(Data records)
--- START ---

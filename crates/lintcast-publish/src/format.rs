use std::path::PathBuf;

use lintcast_core::{ActionConfig, CommentConfig, Finding, Tool};
use lintcast_difflens::changeset::{is_relevant, ChangeSet};

/// Size budget for the findings rendered into comment bodies.
///
/// `used` only grows. The first fragment that does not fit marks the budget
/// exhausted and pins `used` to `cap`, so every later fragment is refused.
///
/// # Examples
///
/// ```
/// use lintcast_publish::format::CommentBudget;
///
/// let mut budget = CommentBudget::new(10);
/// assert!(budget.try_consume(6));
/// assert!(!budget.try_consume(6));
/// assert!(budget.is_exhausted());
/// assert_eq!(budget.used(), 10);
/// ```
#[derive(Debug, Clone)]
pub struct CommentBudget {
    cap: usize,
    used: usize,
    exhausted: bool,
}

impl CommentBudget {
    pub fn new(cap: usize) -> Self {
        Self {
            cap,
            used: 0,
            exhausted: false,
        }
    }

    pub fn cap(&self) -> usize {
        self.cap
    }

    pub fn used(&self) -> usize {
        self.used
    }

    pub fn remaining(&self) -> usize {
        self.cap - self.used
    }

    pub fn is_exhausted(&self) -> bool {
        self.exhausted
    }

    /// Reserve `len` bytes, or exhaust the budget if they do not fit.
    ///
    /// A fragment that fills the budget exactly is accepted and does not
    /// exhaust it; only a refused fragment does.
    pub fn try_consume(&mut self, len: usize) -> bool {
        if len <= self.remaining() {
            self.used += len;
            true
        } else {
            self.used = self.cap;
            self.exhausted = true;
            false
        }
    }
}

/// Renders findings as deep links into the repository at the analysed commit.
#[derive(Debug, Clone)]
pub struct SourceLinker {
    repo_slug: String,
    sha: String,
    workspace: PathBuf,
    context_lines: u32,
}

impl SourceLinker {
    pub fn new(
        repo_slug: impl Into<String>,
        sha: impl Into<String>,
        workspace: impl Into<PathBuf>,
        context_lines: u32,
    ) -> Self {
        Self {
            repo_slug: repo_slug.into(),
            sha: sha.into(),
            workspace: workspace.into(),
            context_lines,
        }
    }

    pub fn from_config(action: &ActionConfig, comment: &CommentConfig) -> Self {
        Self::new(
            action.repo_slug(),
            action.sha.clone(),
            action.workspace.clone(),
            comment.context_lines,
        )
    }

    /// Last line covered by the link for `finding`.
    ///
    /// Clamped to the length of the local file; when the file cannot be read
    /// the unclamped `line + context_lines` is used.
    pub fn end_line(&self, finding: &Finding) -> u32 {
        let wanted = finding.line.saturating_add(self.context_lines);
        match std::fs::read_to_string(self.workspace.join(&finding.file)) {
            Ok(content) => {
                let total = u32::try_from(content.lines().count()).unwrap_or(u32::MAX);
                wanted.min(total)
            }
            Err(e) => {
                tracing::debug!(file = %finding.file, error = %e, "source not readable, using unclamped end line");
                wanted
            }
        }
    }

    /// Markdown fragment for one finding.
    ///
    /// # Examples
    ///
    /// ```
    /// use lintcast_core::Finding;
    /// use lintcast_publish::format::SourceLinker;
    ///
    /// let linker = SourceLinker::new("octocat/demo", "abc123", "/nonexistent", 5);
    /// let finding = Finding { file: "proj/a.cpp".into(), line: 42, message: "boom".into() };
    /// let fragment = linker.render(&finding);
    /// assert!(fragment.contains("https://github.com/octocat/demo/blob/abc123/proj/a.cpp#L42-L47"));
    /// assert!(fragment.contains("!Line: 42 - boom"));
    /// ```
    pub fn render(&self, finding: &Finding) -> String {
        let end = self.end_line(finding);
        format!(
            "\n\nhttps://github.com/{repo}/blob/{sha}/{file}#L{start}-L{end} \n```diff\n!Line: {start} - {message}\n``` \n <br>\n",
            repo = self.repo_slug,
            sha = self.sha,
            file = finding.file,
            start = finding.line,
            message = finding.message,
        )
    }
}

/// Rendered findings of one tool for one category.
#[derive(Debug, Clone, PartialEq, Eq)]
pub struct ToolSection {
    pub tool: Tool,
    /// Concatenated fragments.
    pub text: String,
    /// Number of findings rendered into `text`.
    pub count: usize,
}

impl ToolSection {
    pub fn empty(tool: Tool) -> Self {
        Self {
            tool,
            text: String::new(),
            count: 0,
        }
    }
}

/// Render the relevant findings of one tool into a section.
///
/// Findings outside the pull request's changes are skipped when
/// `only_pr_changes` is set. Rendering stops at the first fragment that does
/// not fit the budget; the partial section is returned and the budget is left
/// exhausted.
pub fn format_findings(
    tool: Tool,
    findings: &[Finding],
    changes: &ChangeSet,
    only_pr_changes: bool,
    linker: &SourceLinker,
    budget: &mut CommentBudget,
) -> ToolSection {
    let mut section = ToolSection::empty(tool);
    for finding in findings {
        if !is_relevant(finding, changes, only_pr_changes) {
            continue;
        }
        let fragment = linker.render(finding);
        if !budget.try_consume(fragment.len()) {
            tracing::warn!(
                %tool,
                rendered = section.count,
                cap = budget.cap(),
                "comment size budget exhausted, truncating"
            );
            return section;
        }
        section.text.push_str(&fragment);
        section.count += 1;
    }
    section
}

--- END ---

■ TASK ITEM ■
Write out all of the records above exactly as they appear.

■ EXERCISE ANSWER ■
filename crates/lintcast-publish/src/format.rs
use std::path::PathBuf;

use lintcast_core::{ActionConfig, CommentConfig, Finding, Tool};
use lintcast_difflens::changeset::{is_relevant, ChangeSet};

/// Size budget for the findings rendered into comment bodies.
///
/// `used` only grows. The first fragment that does not fit marks the budget
/// exhausted and pins `used` to `cap`, so every later fragment is refused.
///
/// # Examples
///
/// ```
/// use lintcast_publish::format::CommentBudget;
///
/// let mut budget = CommentBudget::new(10);
/// assert!(budget.try_consume(6));
/// assert!(!budget.try_consume(6));
/// assert!(budget.is_exhausted());
/// assert_eq!(budget.used(), 10);
/// ```
#[derive(Debug, Clone)]
pub struct CommentBudget {
    cap: usize,
    used: usize,
    exhausted: bool,
}

impl CommentBudget {
    pub fn new(cap: usize) -> Self {
        Self {
            cap,
            used: 0,
            exhausted: false,
        }
    }

    pub fn cap(&self) -> usize {
        self.cap
    }

    pub fn used(&self) -> usize {
        self.used
    }

    pub fn remaining(&self) -> usize {
        self.cap - self.used
    }

    pub fn is_exhausted(&self) -> bool {
        self.exhausted
    }

    /// Reserve `len` bytes, or exhaust the budget if they do not fit.
    ///
    /// A fragment that fills the budget exactly is accepted and does not
    /// exhaust it; only a refused fragment does.
    pub fn try_consume(&mut self, len: usize) -> bool {
        if len <= self.remaining() {
            self.used += len;
            true
        } else {
            self.used = self.cap;
            self.exhausted = true;
            false
        }
    }
}

/// Renders findings as deep links into the repository at the analysed commit.
#[derive(Debug, Clone)]
pub struct SourceLinker {
    repo_slug: String,
    sha: String,
    workspace: PathBuf,
    context_lines: u32,
}

impl SourceLinker {
    pub fn new(
        repo_slug: impl Into<String>,
        sha: impl Into<String>,
        workspace: impl Into<PathBuf>,
        context_lines: u32,
    ) -> Self {
        Self {
            repo_slug: repo_slug.into(),
            sha: sha.into(),
            workspace: workspace.into(),
            context_lines,
        }
    }

    pub fn from_config(action: &ActionConfig, comment: &CommentConfig) -> Self {
        Self::new(
            action.repo_slug(),
            action.sha.clone(),
            action.workspace.clone(),
            comment.context_lines,
        )
    }

    /// Last line covered by the link for `finding`.
    ///
    /// Clamped to the length of the local file; when the file cannot be read
    /// the unclamped `line + context_lines` is used.
    pub fn end_line(&self, finding: &Finding) -> u32 {
        let wanted = finding.line.saturating_add(self.context_lines);
        match std::fs::read_to_string(self.workspace.join(&finding.file)) {
            Ok(content) => {
                let total = u32::try_from(content.lines().count()).unwrap_or(u32::MAX);
                wanted.min(total)
            }
            Err(e) => {
                tracing::debug!(file = %finding.file, error = %e, "source not readable, using unclamped end line");
                wanted
            }
        }
    }

    /// Markdown fragment for one finding.
    ///
    /// # Examples
    ///
    /// ```
    /// use lintcast_core::Finding;
    /// use lintcast_publish::format::SourceLinker;
    ///
    /// let linker = SourceLinker::new("octocat/demo", "abc123", "/nonexistent", 5);
    /// let finding = Finding { file: "proj/a.cpp".into(), line: 42, message: "boom".into() };
    /// let fragment = linker.render(&finding);
    /// assert!(fragment.contains("https://github.com/octocat/demo/blob/abc123/proj/a.cpp#L42-L47"));
    /// assert!(fragment.contains("!Line: 42 - boom"));
    /// ```
    pub fn render(&self, finding: &Finding) -> String {
        let end = self.end_line(finding);
        format!(
            "\n\nhttps://github.com/{repo}/blob/{sha}/{file}#L{start}-L{end} \n```diff\n!Line: {start} - {message}\n``` \n <br>\n",
            repo = self.repo_slug,
            sha = self.sha,
            file = finding.file,
            start = finding.line,
            message = finding.message,
        )
    }
}

/// Rendered findings of one tool for one category.
#[derive(Debug, Clone, PartialEq, Eq)]
pub struct ToolSection {
    pub tool: Tool,
    /// Concatenated fragments.
    pub text: String,
    /// Number of findings rendered into `text`.
    pub count: usize,
}

impl ToolSection {
    pub fn empty(tool: Tool) -> Self {
        Self {
            tool,
            text: String::new(),
            count: 0,
        }
    }
}

/// Render the relevant findings of one tool into a section.
///
/// Findings outside the pull request's changes are skipped when
/// `only_pr_changes` is set. Rendering stops at the first fragment that does
/// not fit the budget; the partial section is returned and the budget is left
/// exhausted.
pub fn format_findings(
    tool: Tool,
    findings: &[Finding],
    changes: &ChangeSet,
    only_pr_changes: bool,
    linker: &SourceLinker,
    budget: &mut CommentBudget,
) -> ToolSection {
    let mut section = ToolSection::empty(tool);
    for finding in findings {
        if !is_relevant(finding, changes, only_pr_changes) {
            continue;
        }
        let fragment = linker.render(finding);
        if !budget.try_consume(fragment.len()) {
            tracing::warn!(
                %tool,
                rendered = section.count,
                cap = budget.cap(),
                "comment size budget exhausted, truncating"
            );
            return section;
        }
        section.text.push_str(&fragment);
        section.count += 1;
    }
    section
}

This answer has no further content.